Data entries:

//! Time management for the model lifecycle
//!
//! Provides a clock abstraction so that training windows, forecast horizons
//! and calendar features can be driven from a fixed instant in tests:
//! - System clock for production
//! - Fixed clock for deterministic tests

use std::sync::RwLock;

use chrono::{DateTime, Duration, Utc};

/// Source of time for the system
pub trait TimeSource: Send + Sync {
    /// Current instant
    fn now(&self) -> DateTime<Utc>;

    /// Check if this source follows the wall clock
    fn is_wall_clock(&self) -> bool;
}

/// System time source
#[derive(Debug, Clone, Copy, Default)]
pub struct SystemTime;

impl TimeSource for SystemTime {
    fn now(&self) -> DateTime<Utc> {
        Utc::now()
    }

    fn is_wall_clock(&self) -> bool {
        true
    }
}

/// Fixed time source for testing
///
/// Returns the same instant until advanced.
#[derive(Debug)]
pub struct FixedTime {
    current: RwLock<DateTime<Utc>>,
}

impl FixedTime {
    /// Create a clock frozen at `at`
    pub fn new(at: DateTime<Utc>) -> Self {
        Self {
            current: RwLock::new(at),
        }
    }

    /// Move the clock forward
    pub fn advance(&self, by: Duration) {
        let mut current = self.current.write().unwrap_or_else(|e| e.into_inner());
        *current += by;
    }

    /// Jump to an instant
    pub fn set(&self, at: DateTime<Utc>) {
        *self.current.write().unwrap_or_else(|e| e.into_inner()) = at;
    }
}

impl TimeSource for FixedTime {
    fn now(&self) -> DateTime<Utc> {
        *self.current.read().unwrap_or_else(|e| e.into_inner())
    }

    fn is_wall_clock(&self) -> bool {
        false
    }
}
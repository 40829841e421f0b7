//! Sensor readings as stored by the datastore
//!
//! A [`Reading`] mirrors the stored record: a timestamp, the reporting
//! sensor, and a name → optional value map. Values are `None` when the
//! sensor did not report that quantity. Keys outside [`Quantity`] are kept
//! so the record round-trips, but feature construction ignores them.

use std::collections::BTreeMap;

use chrono::{DateTime, Utc};
use serde::{Deserialize, Serialize};

use crate::parameter::Quantity;

/// One ingested sensor record
#[derive(Debug, Clone, PartialEq, Serialize, Deserialize)]
#[serde(rename_all = "camelCase")]
pub struct Reading {
    /// When the sensor captured the values
    pub timestamp: DateTime<Utc>,
    /// Reporting sensor
    pub sensor_id: String,
    /// Sensor family (e.g. "air", "water")
    pub sensor_type: String,
    /// Reported values by quantity name
    #[serde(default)]
    pub readings: BTreeMap<String, Option<f64>>,
}

impl Reading {
    /// Create a reading with no values
    pub fn new(
        timestamp: DateTime<Utc>,
        sensor_id: impl Into<String>,
        sensor_type: impl Into<String>,
    ) -> Self {
        Self {
            timestamp,
            sensor_id: sensor_id.into(),
            sensor_type: sensor_type.into(),
            readings: BTreeMap::new(),
        }
    }

    /// Builder-style setter for a reported value
    pub fn with_value(mut self, quantity: Quantity, value: f64) -> Self {
        self.readings.insert(quantity.name().to_string(), Some(value));
        self
    }

    /// Builder-style setter for a quantity the sensor reported as null
    pub fn with_null(mut self, quantity: Quantity) -> Self {
        self.readings.insert(quantity.name().to_string(), None);
        self
    }

    /// Reported value, `None` when absent or null
    pub fn value(&self, quantity: Quantity) -> Option<f64> {
        self.readings.get(quantity.name()).copied().flatten()
    }

    /// Whether the record carries the key at all, even with a null value
    pub fn has_key(&self, quantity: Quantity) -> bool {
        self.readings.contains_key(quantity.name())
    }
}
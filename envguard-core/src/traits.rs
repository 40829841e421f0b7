//! Collaborator traits for the model lifecycle
//!
//! These traits define the only two things the lifecycle needs from the
//! outside world: a source of readings and a place to keep model artifacts.
//! Both are synchronous; calls are bounded by the size of the query.

use chrono::{DateTime, Utc};

use crate::errors::{ArtifactStoreError, DatastoreError};
use crate::reading::Reading;

/// Time-series datastore holding sensor readings
pub trait Datastore: Send + Sync {
    /// All readings with `start <= timestamp <= end`, oldest first
    fn readings_between(
        &self,
        start: DateTime<Utc>,
        end: DateTime<Utc>,
    ) -> Result<Vec<Reading>, DatastoreError>;

    /// Up to `limit` most recent readings for a sensor, newest first
    fn latest_readings(&self, sensor_id: &str, limit: usize) -> Result<Vec<Reading>, DatastoreError>;
}

/// Key-value blob store for serialized model artifacts
///
/// Keys look like `"{parameter}_model"`, `"{parameter}_scaler"` and
/// `"{parameter}_anomaly"`.
pub trait ArtifactStore: Send + Sync {
    /// Whether a blob is stored under `key`
    fn exists(&self, key: &str) -> Result<bool, ArtifactStoreError>;

    /// Store a blob, replacing any previous one
    fn write(&self, key: &str, data: &[u8]) -> Result<(), ArtifactStoreError>;

    /// Fetch a blob
    fn read(&self, key: &str) -> Result<Vec<u8>, ArtifactStoreError>;
}
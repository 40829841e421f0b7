//! Core data model for EnvGuard
//!
//! Handles the environmental readings that feed the model lifecycle:
//! monitored parameters, raw sensor records, and the feature construction
//! shared by training and inference.
//!
//! Key constraints:
//! - Training and inference must agree on column order for every parameter
//! - Readings are owned by the datastore; this crate only reads them
//! - Every fallible operation returns a typed error
//!
//! ```no_run
//! use envguard_core::{build_training_table, Parameter, Reading};
//!
//! let readings: Vec<Reading> = Vec::new();
//! let table = build_training_table(&readings);
//!
//! // Per-parameter design matrix with mean-imputed covariates
//! let design = table.design_for(Parameter::Ph)?;
//! assert!(design.is_empty());
//! # Ok::<(), envguard_core::FeatureError>(())
//! ```

#![deny(unsafe_code)]
#![warn(missing_docs)]

pub mod constants;
pub mod errors;
pub mod features;
pub mod parameter;
pub mod reading;
pub mod time;
pub mod traits;

// Public API
pub use errors::{ArtifactStoreError, DatastoreError, FeatureError, FeatureResult};
pub use features::{
    build_training_table, realtime_vector, DesignMatrix, FeatureLayout, FeatureVector,
    TrainingTable, CALENDAR_FEATURES,
};
pub use parameter::{Parameter, Quantity, StatusLevel};
pub use reading::Reading;
pub use time::{FixedTime, SystemTime, TimeSource};
pub use traits::{ArtifactStore, Datastore};

/// Crate version, reported by status queries
pub const VERSION: &str = env!("CARGO_PKG_VERSION");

> _What the task requires_
Every line above should be transcribed exactly.

> _Exercise response_
//! Time management for the model lifecycle
//!
//! Provides a clock abstraction so that training windows, forecast horizons
//! and calendar features can be driven from a fixed instant in tests:
//! - System clock for production
//! - Fixed clock for deterministic tests

use std::sync::RwLock;

use chrono::{DateTime, Duration, Utc};

/// Source of time for the system
pub trait TimeSource: Send + Sync {
    /// Current instant
    fn now(&self) -> DateTime<Utc>;

    /// Check if this source follows the wall clock
    fn is_wall_clock(&self) -> bool;
}

/// System time source
#[derive(Debug, Clone, Copy, Default)]
pub struct SystemTime;

impl TimeSource for SystemTime {
    fn now(&self) -> DateTime<Utc> {
        Utc::now()
    }

    fn is_wall_clock(&self) -> bool {
        true
    }
}

/// Fixed time source for testing
///
/// Returns the same instant until advanced.
#[derive(Debug)]
pub struct FixedTime {
    current: RwLock<DateTime<Utc>>,
}

impl FixedTime {
    /// Create a clock frozen at `at`
    pub fn new(at: DateTime<Utc>) -> Self {
        Self {
            current: RwLock::new(at),
        }
    }

    /// Move the clock forward
    pub fn advance(&self, by: Duration) {
        let mut current = self.current.write().unwrap_or_else(|e| e.into_inner());
        *current += by;
    }

    /// Jump to an instant
    pub fn set(&self, at: DateTime<Utc>) {
        *self.current.write().unwrap_or_else(|e| e.into_inner()) = at;
    }
}

impl TimeSource for FixedTime {
    fn now(&self) -> DateTime<Utc> {
        *self.current.read().unwrap_or_else(|e| e.into_inner())
    }

    fn is_wall_clock(&self) -> bool {
        false
    }
}
repository 40829841e421f0b7
//! Sensor readings as stored by the datastore
//!
//! A [`Reading`] mirrors the stored record: a timestamp, the reporting
//! sensor, and a name → optional value map. Values are `None` when the
//! sensor did not report that quantity. Keys outside [`Quantity`] are kept
//! so the record round-trips, but feature construction ignores them.

use std::collections::BTreeMap;

use chrono::{DateTime, Utc};
use serde::{Deserialize, Serialize};

use crate::parameter::Quantity;

/// One ingested sensor record
#[derive(Debug, Clone, PartialEq, Serialize, Deserialize)]
#[serde(rename_all = "camelCase")]
pub struct Reading {
    /// When the sensor captured the values
    pub timestamp: DateTime<Utc>,
    /// Reporting sensor
    pub sensor_id: String,
    /// Sensor family (e.g. "air", "water")
    pub sensor_type: String,
    /// Reported values by quantity name
    #[serde(default)]
    pub readings: BTreeMap<String, Option<f64>>,
}

impl Reading {
    /// Create a reading with no values
    pub fn new(
        timestamp: DateTime<Utc>,
        sensor_id: impl Into<String>,
        sensor_type: impl Into<String>,
    ) -> Self {
        Self {
            timestamp,
            sensor_id: sensor_id.into(),
            sensor_type: sensor_type.into(),
            readings: BTreeMap::new(),
        }
    }

    /// Builder-style setter for a reported value
    pub fn with_value(mut self, quantity: Quantity, value: f64) -> Self {
        self.readings.insert(quantity.name().to_string(), Some(value));
        self
    }

    /// Builder-style setter for a quantity the sensor reported as null
    pub fn with_null(mut self, quantity: Quantity) -> Self {
        self.readings.insert(quantity.name().to_string(), None);
        self
    }

    /// Reported value, `None` when absent or null
    pub fn value(&self, quantity: Quantity) -> Option<f64> {
        self.readings.get(quantity.name()).copied().flatten()
    }

    /// Whether the record carries the key at all, even with a null value
    pub fn has_key(&self, quantity: Quantity) -> bool {
        self.readings.contains_key(quantity.name())
    }
}
filename envguard-core/src/traits.rs
repository 40829841e421f0b7
//! Collaborator traits for the model lifecycle
//!
//! These traits define the only two things the lifecycle needs from the
//! outside world: a source of readings and a place to keep model artifacts.
//! Both are synchronous; calls are bounded by the size of the query.

use chrono::{DateTime, Utc};

use crate::errors::{ArtifactStoreError, DatastoreError};
use crate::reading::Reading;

/// Time-series datastore holding sensor readings
pub trait Datastore: Send + Sync {
    /// All readings with `start <= timestamp <= end`, oldest first
    fn readings_between(
        &self,
        start: DateTime<Utc>,
        end: DateTime<Utc>,
    ) -> Result<Vec<Reading>, DatastoreError>;

    /// Up to `limit` most recent readings for a sensor, newest first
    fn latest_readings(&self, sensor_id: &str, limit: usize) -> Result<Vec<Reading>, DatastoreError>;
}

/// Key-value blob store for serialized model artifacts
///
/// Keys look like `"{parameter}_model"`, `"{parameter}_scaler"` and
/// `"{parameter}_anomaly"`.
pub trait ArtifactStore: Send + Sync {
    /// Whether a blob is stored under `key`
    fn exists(&self, key: &str) -> Result<bool, ArtifactStoreError>;

    /// Store a blob, replacing any previous one
    fn write(&self, key: &str, data: &[u8]) -> Result<(), ArtifactStoreError>;

    /// Fetch a blob
    fn read(&self, key: &str) -> Result<Vec<u8>, ArtifactStoreError>;
}
repository 40829841e421f0b7
//! Core data model for EnvGuard
//!
//! Handles the environmental readings that feed the model lifecycle:
//! monitored parameters, raw sensor records, and the feature construction
//! shared by training and inference.
//!
//! Key constraints:
//! - Training and inference must agree on column order for every parameter
//! - Readings are owned by the datastore; this crate only reads them
//! - Every fallible operation returns a typed error
//!
//! ```no_run
//! use envguard_core::{build_training_table, Parameter, Reading};
//!
//! let readings: Vec<Reading> = Vec::new();
//! let table = build_training_table(&readings);
//!
//! // Per-parameter design matrix with mean-imputed covariates
//! let design = table.design_for(Parameter::Ph)?;
//! assert!(design.is_empty());
//! # Ok::<(), envguard_core::FeatureError>(())
//! ```

#![deny(unsafe_code)]
#![warn(missing_docs)]

pub mod constants;
pub mod errors;
pub mod features;
pub mod parameter;
pub mod reading;
pub mod time;
pub mod traits;

// Public API
pub use errors::{ArtifactStoreError, DatastoreError, FeatureError, FeatureResult};
pub use features::{
    build_training_table, realtime_vector, DesignMatrix, FeatureLayout, FeatureVector,
    TrainingTable, CALENDAR_FEATURES,
};
pub use parameter::{Parameter, Quantity, StatusLevel};
pub use reading::Reading;
pub use time::{FixedTime, SystemTime, TimeSource};
pub use traits::{ArtifactStore, Datastore};

/// Crate version, reported by status queries
pub const VERSION: &str = env!("CARGO_PKG_VERSION");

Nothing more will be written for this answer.